The reply should return the data in full, exactly as written.

** DATA EXCERPTS follows **

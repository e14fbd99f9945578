//! Parsing of the `product_title_YYYYMMDD[_vX].ext` naming convention.

/// Fields extracted from a conventionally named file.
#[derive(Debug, Clone, PartialEq, Eq)]
pub struct NameParts<'a> {
    pub product: &'a str,
    pub title: &'a str,
    /// First four characters of the date token.
    pub year: &'a str,
    /// Characters five and six of the date token.
    pub month: &'a str,
    /// Upper-cased extension without the leading dot.
    pub extension: String,
    /// Version token such as `v2`, only present in the four part form.
    pub version: Option<&'a str>,
}

/// Result of matching a filename against the naming convention.
#[derive(Debug, Clone, PartialEq, Eq)]
pub enum ParsedName<'a> {
    Matched(NameParts<'a>),
    Unmatched,
}

impl<'a> ParsedName<'a> {
    /// Parse a filename.
    ///
    /// Only names with exactly three or four `_`-separated parts match:
    /// `product_title_YYYYMMDD.ext` and `product_title_YYYYMMDD_vX.ext`.
    /// The date token is not validated, short tokens give a truncated or empty year and month.
    #[must_use]
    pub fn parse(file_name: &'a str) -> Self {
        let parts: Vec<&str> = file_name.split('_').collect();
        match parts.as_slice() {
            [product, title, date_and_extension] => {
                let (date, extension) = split_token_and_extension(date_and_extension);
                Self::Matched(NameParts::new(product, title, date, extension, None))
            }
            [product, title, date, version_and_extension] => {
                let (version, extension) = split_token_and_extension(version_and_extension);
                Self::Matched(NameParts::new(product, title, date, extension, Some(version)))
            }
            _ => Self::Unmatched,
        }
    }

    #[must_use]
    pub const fn is_match(&self) -> bool {
        matches!(self, Self::Matched(_))
    }
}

impl<'a> NameParts<'a> {
    fn new(product: &'a str, title: &'a str, date: &'a str, extension: &str, version: Option<&'a str>) -> Self {
        Self {
            product,
            title,
            year: char_slice(date, 0, 4),
            month: char_slice(date, 4, 6),
            extension: extension.to_uppercase(),
            version,
        }
    }
}

/// Split `token.ext` into the token and the piece directly after the first dot.
///
/// `v2.tar.gz` gives `("v2", "tar")`, a token without a dot has an empty extension.
fn split_token_and_extension(segment: &str) -> (&str, &str) {
    let mut pieces = segment.split('.');
    let token = pieces.next().unwrap_or_default();
    let extension = pieces.next().unwrap_or_default();
    (token, extension)
}

/// Substring by character positions, clamped to the string length.
fn char_slice(value: &str, start: usize, end: usize) -> &str {
    let byte_index = |position: usize| {
        value
            .char_indices()
            .nth(position)
            .map_or(value.len(), |(index, _)| index)
    };
    let start = byte_index(start);
    let end = byte_index(end);
    &value[start..end]
}

#[cfg(test)]
mod parsed_name_tests {
    use super::*;

    #[test]
    fn three_part_name() {
        let parsed = ParsedName::parse("Acme_Launch_20250906.png");
        assert_eq!(
            parsed,
            ParsedName::Matched(NameParts {
                product: "Acme",
                title: "Launch",
                year: "2025",
                month: "09",
                extension: "PNG".to_string(),
                version: None,
            })
        );
    }

    #[test]
    fn four_part_name_has_version() {
        let ParsedName::Matched(parts) = ParsedName::parse("Acme_Launch_20250906_v2.psd") else {
            panic!("expected a match");
        };
        assert_eq!(parts.version, Some("v2"));
        assert_eq!(parts.extension, "PSD");
        assert_eq!(parts.year, "2025");
        assert_eq!(parts.month, "09");
    }

    #[test]
    fn too_few_parts_is_unmatched() {
        assert_eq!(ParsedName::parse("onlyonepart.txt"), ParsedName::Unmatched);
        assert_eq!(ParsedName::parse("two_parts.txt"), ParsedName::Unmatched);
    }

    #[test]
    fn too_many_parts_is_unmatched() {
        assert!(!ParsedName::parse("a_b_20250906_v2_final.png").is_match());
    }

    #[test]
    fn short_date_token_is_truncated() {
        let ParsedName::Matched(parts) = ParsedName::parse("A_B_2025.png") else {
            panic!("expected a match");
        };
        assert_eq!(parts.year, "2025");
        assert_eq!(parts.month, "");

        let ParsedName::Matched(parts) = ParsedName::parse("A_B_20.png") else {
            panic!("expected a match");
        };
        assert_eq!(parts.year, "20");
        assert_eq!(parts.month, "");
    }

    #[test]
    fn missing_extension_is_empty() {
        let ParsedName::Matched(parts) = ParsedName::parse("A_B_20250906") else {
            panic!("expected a match");
        };
        assert_eq!(parts.extension, "");
        assert_eq!(parts.month, "09");
    }

    #[test]
    fn only_first_extension_piece_is_used() {
        let ParsedName::Matched(parts) = ParsedName::parse("A_B_20250906.tar.gz") else {
            panic!("expected a match");
        };
        assert_eq!(parts.extension, "TAR");
    }

    #[test]
    fn multibyte_date_token_does_not_panic() {
        let ParsedName::Matched(parts) = ParsedName::parse("A_B_ñññññññ.png") else {
            panic!("expected a match");
        };
        assert_eq!(parts.year, "ññññ");
        assert_eq!(parts.month, "ññ");
    }
}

** End of DATA EXCERPTS **

** ANSWER **
repository e14fbd99f9945578
//! Parsing of the `product_title_YYYYMMDD[_vX].ext` naming convention.

/// Fields extracted from a conventionally named file.
#[derive(Debug, Clone, PartialEq, Eq)]
pub struct NameParts<'a> {
    pub product: &'a str,
    pub title: &'a str,
    /// First four characters of the date token.
    pub year: &'a str,
    /// Characters five and six of the date token.
    pub month: &'a str,
    /// Upper-cased extension without the leading dot.
    pub extension: String,
    /// Version token such as `v2`, only present in the four part form.
    pub version: Option<&'a str>,
}

/// Result of matching a filename against the naming convention.
#[derive(Debug, Clone, PartialEq, Eq)]
pub enum ParsedName<'a> {
    Matched(NameParts<'a>),
    Unmatched,
}

impl<'a> ParsedName<'a> {
    /// Parse a filename.
    ///
    /// Only names with exactly three or four `_`-separated parts match:
    /// `product_title_YYYYMMDD.ext` and `product_title_YYYYMMDD_vX.ext`.
    /// The date token is not validated, short tokens give a truncated or empty year and month.
    #[must_use]
    pub fn parse(file_name: &'a str) -> Self {
        let parts: Vec<&str> = file_name.split('_').collect();
        match parts.as_slice() {
            [product, title, date_and_extension] => {
                let (date, extension) = split_token_and_extension(date_and_extension);
                Self::Matched(NameParts::new(product, title, date, extension, None))
            }
            [product, title, date, version_and_extension] => {
                let (version, extension) = split_token_and_extension(version_and_extension);
                Self::Matched(NameParts::new(product, title, date, extension, Some(version)))
            }
            _ => Self::Unmatched,
        }
    }

    #[must_use]
    pub const fn is_match(&self) -> bool {
        matches!(self, Self::Matched(_))
    }
}

impl<'a> NameParts<'a> {
    fn new(product: &'a str, title: &'a str, date: &'a str, extension: &str, version: Option<&'a str>) -> Self {
        Self {
            product,
            title,
            year: char_slice(date, 0, 4),
            month: char_slice(date, 4, 6),
            extension: extension.to_uppercase(),
            version,
        }
    }
}

/// Split `token.ext` into the token and the piece directly after the first dot.
///
/// `v2.tar.gz` gives `("v2", "tar")`, a token without a dot has an empty extension.
fn split_token_and_extension(segment: &str) -> (&str, &str) {
    let mut pieces = segment.split('.');
    let token = pieces.next().unwrap_or_default();
    let extension = pieces.next().unwrap_or_default();
    (token, extension)
}

/// Substring by character positions, clamped to the string length.
fn char_slice(value: &str, start: usize, end: usize) -> &str {
    let byte_index = |position: usize| {
        value
            .char_indices()
            .nth(position)
            .map_or(value.len(), |(index, _)| index)
    };
    let start = byte_index(start);
    let end = byte_index(end);
    &value[start..end]
}

#[cfg(test)]
mod parsed_name_tests {
    use super::*;

    #[test]
    fn three_part_name() {
        let parsed = ParsedName::parse("Acme_Launch_20250906.png");
        assert_eq!(
            parsed,
            ParsedName::Matched(NameParts {
                product: "Acme",
                title: "Launch",
                year: "2025",
                month: "09",
                extension: "PNG".to_string(),
                version: None,
            })
        );
    }

    #[test]
    fn four_part_name_has_version() {
        let ParsedName::Matched(parts) = ParsedName::parse("Acme_Launch_20250906_v2.psd") else {
            panic!("expected a match");
        };
        assert_eq!(parts.version, Some("v2"));
        assert_eq!(parts.extension, "PSD");
        assert_eq!(parts.year, "2025");
        assert_eq!(parts.month, "09");
    }

    #[test]
    fn too_few_parts_is_unmatched() {
        assert_eq!(ParsedName::parse("onlyonepart.txt"), ParsedName::Unmatched);
        assert_eq!(ParsedName::parse("two_parts.txt"), ParsedName::Unmatched);
    }

    #[test]
    fn too_many_parts_is_unmatched() {
        assert!(!ParsedName::parse("a_b_20250906_v2_final.png").is_match());
    }

    #[test]
    fn short_date_token_is_truncated() {
        let ParsedName::Matched(parts) = ParsedName::parse("A_B_2025.png") else {
            panic!("expected a match");
        };
        assert_eq!(parts.year, "2025");
        assert_eq!(parts.month, "");

        let ParsedName::Matched(parts) = ParsedName::parse("A_B_20.png") else {
            panic!("expected a match");
        };
        assert_eq!(parts.year, "20");
        assert_eq!(parts.month, "");
    }

    #[test]
    fn missing_extension_is_empty() {
        let ParsedName::Matched(parts) = ParsedName::parse("A_B_20250906") else {
            panic!("expected a match");
        };
        assert_eq!(parts.extension, "");
        assert_eq!(parts.month, "09");
    }

    #[test]
    fn only_first_extension_piece_is_used() {
        let ParsedName::Matched(parts) = ParsedName::parse("A_B_20250906.tar.gz") else {
            panic!("expected a match");
        };
        assert_eq!(parts.extension, "TAR");
    }

    #[test]
    fn multibyte_date_token_does_not_panic() {
        let ParsedName::Matched(parts) = ParsedName::parse("A_B_ñññññññ.png") else {
            panic!("expected a match");
        };
        assert_eq!(parts.year, "ññññ");
        assert_eq!(parts.month, "ññ");
    }
}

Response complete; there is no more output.